Problem.
From the entries below, please output exactly the lines starting at the one containing "self.name.clone(), name, options)" and ending at the one containing "async fn live_environments(&self)", both included.

Records shown.

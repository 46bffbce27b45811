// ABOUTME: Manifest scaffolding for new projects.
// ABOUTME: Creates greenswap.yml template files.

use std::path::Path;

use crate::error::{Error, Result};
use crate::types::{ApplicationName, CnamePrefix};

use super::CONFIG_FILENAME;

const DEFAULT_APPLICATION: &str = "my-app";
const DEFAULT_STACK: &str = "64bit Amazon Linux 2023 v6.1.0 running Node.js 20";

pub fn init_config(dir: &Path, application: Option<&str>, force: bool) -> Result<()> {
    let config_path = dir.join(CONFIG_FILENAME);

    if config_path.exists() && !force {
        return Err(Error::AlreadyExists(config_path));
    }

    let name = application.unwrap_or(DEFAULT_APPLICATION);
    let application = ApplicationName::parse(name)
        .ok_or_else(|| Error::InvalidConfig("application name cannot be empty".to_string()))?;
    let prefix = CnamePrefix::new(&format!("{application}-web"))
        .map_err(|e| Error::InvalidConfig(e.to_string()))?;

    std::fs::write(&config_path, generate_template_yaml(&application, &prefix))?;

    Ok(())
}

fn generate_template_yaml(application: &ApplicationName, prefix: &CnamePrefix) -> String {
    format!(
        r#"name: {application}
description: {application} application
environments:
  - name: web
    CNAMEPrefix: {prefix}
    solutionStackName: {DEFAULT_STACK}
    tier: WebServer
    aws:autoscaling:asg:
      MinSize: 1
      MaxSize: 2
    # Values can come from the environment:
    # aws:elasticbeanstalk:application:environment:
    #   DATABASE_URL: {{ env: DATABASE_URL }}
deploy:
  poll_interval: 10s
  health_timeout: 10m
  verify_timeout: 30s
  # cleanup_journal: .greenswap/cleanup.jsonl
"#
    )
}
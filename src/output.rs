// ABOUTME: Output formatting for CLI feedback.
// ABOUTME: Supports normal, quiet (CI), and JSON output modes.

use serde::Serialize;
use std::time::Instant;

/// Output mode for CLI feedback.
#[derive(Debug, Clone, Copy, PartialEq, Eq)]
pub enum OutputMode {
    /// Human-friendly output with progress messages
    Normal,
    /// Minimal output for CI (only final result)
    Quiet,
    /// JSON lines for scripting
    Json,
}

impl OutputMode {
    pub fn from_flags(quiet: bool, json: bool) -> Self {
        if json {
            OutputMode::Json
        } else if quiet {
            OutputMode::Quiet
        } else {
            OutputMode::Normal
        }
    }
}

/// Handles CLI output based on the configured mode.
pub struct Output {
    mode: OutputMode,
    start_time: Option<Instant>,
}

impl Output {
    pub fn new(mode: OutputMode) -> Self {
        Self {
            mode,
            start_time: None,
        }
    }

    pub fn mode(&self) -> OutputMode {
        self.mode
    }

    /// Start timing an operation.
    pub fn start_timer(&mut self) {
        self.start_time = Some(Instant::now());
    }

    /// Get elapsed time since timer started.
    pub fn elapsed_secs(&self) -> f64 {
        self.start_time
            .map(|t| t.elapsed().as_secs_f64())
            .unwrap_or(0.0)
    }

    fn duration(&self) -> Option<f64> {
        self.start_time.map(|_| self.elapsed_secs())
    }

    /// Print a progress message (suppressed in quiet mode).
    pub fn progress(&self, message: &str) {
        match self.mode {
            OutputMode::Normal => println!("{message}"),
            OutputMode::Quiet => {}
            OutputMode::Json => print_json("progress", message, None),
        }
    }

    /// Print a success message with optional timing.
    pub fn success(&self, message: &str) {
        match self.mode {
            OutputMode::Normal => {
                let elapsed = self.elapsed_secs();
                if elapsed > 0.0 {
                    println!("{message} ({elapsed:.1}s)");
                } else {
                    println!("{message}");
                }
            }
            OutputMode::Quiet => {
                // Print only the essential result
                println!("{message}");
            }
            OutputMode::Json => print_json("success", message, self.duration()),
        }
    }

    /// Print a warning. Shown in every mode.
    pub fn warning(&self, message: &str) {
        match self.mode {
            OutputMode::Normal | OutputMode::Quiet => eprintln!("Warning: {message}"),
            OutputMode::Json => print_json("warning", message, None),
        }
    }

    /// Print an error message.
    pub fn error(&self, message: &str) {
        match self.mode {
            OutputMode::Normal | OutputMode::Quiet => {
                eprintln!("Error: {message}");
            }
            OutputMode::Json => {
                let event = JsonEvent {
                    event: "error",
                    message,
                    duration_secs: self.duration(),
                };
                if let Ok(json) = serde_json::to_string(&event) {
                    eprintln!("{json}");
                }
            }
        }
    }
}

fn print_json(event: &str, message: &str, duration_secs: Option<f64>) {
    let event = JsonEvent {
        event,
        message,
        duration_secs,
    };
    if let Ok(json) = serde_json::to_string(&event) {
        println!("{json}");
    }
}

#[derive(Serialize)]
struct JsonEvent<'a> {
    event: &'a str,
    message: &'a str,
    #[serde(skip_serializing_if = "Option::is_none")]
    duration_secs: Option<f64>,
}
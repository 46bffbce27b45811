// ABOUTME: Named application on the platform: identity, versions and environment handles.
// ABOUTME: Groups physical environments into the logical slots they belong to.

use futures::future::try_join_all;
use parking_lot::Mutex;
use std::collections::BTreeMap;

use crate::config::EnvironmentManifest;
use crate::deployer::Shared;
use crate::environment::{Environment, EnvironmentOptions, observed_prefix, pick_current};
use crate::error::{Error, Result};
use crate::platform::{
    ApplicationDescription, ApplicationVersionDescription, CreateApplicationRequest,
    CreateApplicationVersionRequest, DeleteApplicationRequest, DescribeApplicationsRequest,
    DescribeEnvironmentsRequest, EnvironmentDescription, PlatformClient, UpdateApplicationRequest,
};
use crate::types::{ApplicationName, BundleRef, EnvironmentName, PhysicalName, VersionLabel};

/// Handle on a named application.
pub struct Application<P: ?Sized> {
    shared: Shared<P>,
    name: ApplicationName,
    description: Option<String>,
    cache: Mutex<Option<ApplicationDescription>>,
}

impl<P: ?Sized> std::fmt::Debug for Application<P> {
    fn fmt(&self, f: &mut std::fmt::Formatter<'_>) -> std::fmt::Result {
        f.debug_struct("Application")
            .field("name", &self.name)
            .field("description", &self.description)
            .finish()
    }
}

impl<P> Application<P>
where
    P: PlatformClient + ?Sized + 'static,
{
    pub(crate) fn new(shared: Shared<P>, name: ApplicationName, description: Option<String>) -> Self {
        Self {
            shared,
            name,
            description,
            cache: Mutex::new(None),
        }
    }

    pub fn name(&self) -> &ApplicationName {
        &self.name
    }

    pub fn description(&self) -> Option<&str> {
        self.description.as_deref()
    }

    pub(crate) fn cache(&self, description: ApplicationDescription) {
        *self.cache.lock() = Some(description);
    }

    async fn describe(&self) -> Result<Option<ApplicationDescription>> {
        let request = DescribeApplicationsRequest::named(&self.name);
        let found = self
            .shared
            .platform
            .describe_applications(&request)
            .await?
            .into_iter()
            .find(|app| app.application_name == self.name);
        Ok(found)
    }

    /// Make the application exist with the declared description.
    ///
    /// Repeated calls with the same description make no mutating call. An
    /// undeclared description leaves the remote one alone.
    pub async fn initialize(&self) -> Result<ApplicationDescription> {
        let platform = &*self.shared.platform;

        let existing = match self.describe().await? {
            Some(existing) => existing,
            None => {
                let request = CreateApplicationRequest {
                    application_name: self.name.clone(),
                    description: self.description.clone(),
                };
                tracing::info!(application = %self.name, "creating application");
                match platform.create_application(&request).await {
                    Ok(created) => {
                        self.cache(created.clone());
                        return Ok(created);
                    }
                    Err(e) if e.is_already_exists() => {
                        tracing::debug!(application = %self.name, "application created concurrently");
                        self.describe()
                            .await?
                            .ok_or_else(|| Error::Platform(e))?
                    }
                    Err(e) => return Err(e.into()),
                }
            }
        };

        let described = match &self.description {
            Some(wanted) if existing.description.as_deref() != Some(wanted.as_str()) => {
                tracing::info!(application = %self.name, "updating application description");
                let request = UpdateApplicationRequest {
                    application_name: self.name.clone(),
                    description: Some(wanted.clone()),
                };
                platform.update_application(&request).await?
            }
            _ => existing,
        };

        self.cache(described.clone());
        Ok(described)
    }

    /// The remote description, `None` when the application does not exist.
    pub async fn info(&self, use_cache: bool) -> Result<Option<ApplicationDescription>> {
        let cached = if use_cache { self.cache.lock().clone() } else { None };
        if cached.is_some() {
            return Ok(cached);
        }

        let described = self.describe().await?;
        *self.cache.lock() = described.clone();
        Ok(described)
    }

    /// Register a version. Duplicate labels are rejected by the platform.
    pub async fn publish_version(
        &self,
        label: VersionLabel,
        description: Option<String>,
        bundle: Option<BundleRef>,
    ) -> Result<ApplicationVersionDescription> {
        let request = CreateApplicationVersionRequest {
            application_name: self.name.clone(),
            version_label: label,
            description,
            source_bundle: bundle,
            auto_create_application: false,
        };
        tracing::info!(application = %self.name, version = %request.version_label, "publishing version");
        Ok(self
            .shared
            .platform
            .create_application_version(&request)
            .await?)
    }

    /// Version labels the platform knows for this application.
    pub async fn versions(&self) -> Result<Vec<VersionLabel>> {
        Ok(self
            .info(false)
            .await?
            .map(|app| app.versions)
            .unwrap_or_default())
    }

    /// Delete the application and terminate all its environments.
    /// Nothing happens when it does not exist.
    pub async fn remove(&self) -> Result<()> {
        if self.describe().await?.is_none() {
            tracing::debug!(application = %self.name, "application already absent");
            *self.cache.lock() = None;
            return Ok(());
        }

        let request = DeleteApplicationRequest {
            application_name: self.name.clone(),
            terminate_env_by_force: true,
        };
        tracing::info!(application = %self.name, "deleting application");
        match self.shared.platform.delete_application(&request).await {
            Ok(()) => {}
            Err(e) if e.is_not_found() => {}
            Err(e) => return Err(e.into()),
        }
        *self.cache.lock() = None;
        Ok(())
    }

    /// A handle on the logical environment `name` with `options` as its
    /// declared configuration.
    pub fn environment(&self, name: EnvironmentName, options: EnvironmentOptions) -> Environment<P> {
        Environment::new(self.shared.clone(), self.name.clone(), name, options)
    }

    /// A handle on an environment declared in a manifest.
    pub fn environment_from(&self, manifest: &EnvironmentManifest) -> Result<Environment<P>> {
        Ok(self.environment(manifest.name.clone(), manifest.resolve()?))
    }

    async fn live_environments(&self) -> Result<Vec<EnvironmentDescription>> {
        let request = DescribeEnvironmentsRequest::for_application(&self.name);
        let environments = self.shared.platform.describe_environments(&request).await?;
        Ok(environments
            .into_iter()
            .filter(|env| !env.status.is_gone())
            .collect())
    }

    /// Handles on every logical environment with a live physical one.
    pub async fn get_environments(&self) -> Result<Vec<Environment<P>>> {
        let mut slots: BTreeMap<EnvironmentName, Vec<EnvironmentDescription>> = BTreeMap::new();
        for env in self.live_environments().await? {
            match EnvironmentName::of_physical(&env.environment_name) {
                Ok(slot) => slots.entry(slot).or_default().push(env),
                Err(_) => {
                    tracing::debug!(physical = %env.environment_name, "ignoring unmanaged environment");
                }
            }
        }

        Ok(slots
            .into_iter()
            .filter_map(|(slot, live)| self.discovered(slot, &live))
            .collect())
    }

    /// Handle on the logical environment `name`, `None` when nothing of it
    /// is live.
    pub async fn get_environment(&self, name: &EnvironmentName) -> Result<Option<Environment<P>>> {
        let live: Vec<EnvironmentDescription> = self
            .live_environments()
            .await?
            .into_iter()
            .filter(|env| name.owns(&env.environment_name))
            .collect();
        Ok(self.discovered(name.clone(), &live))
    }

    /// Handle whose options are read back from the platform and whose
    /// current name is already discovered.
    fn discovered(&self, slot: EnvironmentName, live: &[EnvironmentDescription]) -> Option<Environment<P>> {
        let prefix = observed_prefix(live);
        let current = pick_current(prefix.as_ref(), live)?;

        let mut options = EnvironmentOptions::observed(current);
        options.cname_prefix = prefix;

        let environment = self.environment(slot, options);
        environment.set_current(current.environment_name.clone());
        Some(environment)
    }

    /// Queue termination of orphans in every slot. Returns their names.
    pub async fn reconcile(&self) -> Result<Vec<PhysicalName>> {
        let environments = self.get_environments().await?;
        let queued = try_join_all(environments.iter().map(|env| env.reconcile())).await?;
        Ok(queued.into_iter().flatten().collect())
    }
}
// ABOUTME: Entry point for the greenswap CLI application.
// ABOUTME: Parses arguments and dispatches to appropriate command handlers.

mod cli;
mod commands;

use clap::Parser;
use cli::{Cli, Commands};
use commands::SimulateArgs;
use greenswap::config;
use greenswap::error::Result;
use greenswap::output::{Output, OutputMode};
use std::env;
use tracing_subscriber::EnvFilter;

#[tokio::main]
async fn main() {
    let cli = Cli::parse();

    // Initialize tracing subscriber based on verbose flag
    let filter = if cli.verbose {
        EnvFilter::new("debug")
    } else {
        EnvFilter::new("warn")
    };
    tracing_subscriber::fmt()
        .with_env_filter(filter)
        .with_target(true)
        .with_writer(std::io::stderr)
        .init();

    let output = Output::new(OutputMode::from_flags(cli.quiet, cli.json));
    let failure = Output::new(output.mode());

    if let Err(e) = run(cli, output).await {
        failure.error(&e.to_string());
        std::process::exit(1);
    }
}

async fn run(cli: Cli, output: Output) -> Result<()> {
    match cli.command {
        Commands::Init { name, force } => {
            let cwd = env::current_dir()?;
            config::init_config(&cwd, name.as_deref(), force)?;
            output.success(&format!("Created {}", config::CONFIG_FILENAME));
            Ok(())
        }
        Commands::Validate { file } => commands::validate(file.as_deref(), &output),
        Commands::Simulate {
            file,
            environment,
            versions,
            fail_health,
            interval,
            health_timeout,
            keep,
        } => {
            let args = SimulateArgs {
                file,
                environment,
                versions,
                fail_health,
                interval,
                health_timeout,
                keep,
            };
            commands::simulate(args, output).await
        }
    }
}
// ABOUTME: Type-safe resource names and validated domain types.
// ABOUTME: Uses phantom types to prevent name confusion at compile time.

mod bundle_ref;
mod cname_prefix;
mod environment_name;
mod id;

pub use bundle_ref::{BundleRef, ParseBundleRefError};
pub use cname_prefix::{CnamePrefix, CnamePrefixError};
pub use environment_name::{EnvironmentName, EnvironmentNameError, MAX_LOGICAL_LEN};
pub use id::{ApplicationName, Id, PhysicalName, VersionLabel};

Answer to this problem.
        Environment::new(self.shared.clone(), self.name.clone(), name, options)
    }

    /// A handle on an environment declared in a manifest.
    pub fn environment_from(&self, manifest: &EnvironmentManifest) -> Result<Environment<P>> {
        Ok(self.environment(manifest.name.clone(), manifest.resolve()?))
    }

    async fn live_environments(&self) -> Result<Vec<EnvironmentDescription>> {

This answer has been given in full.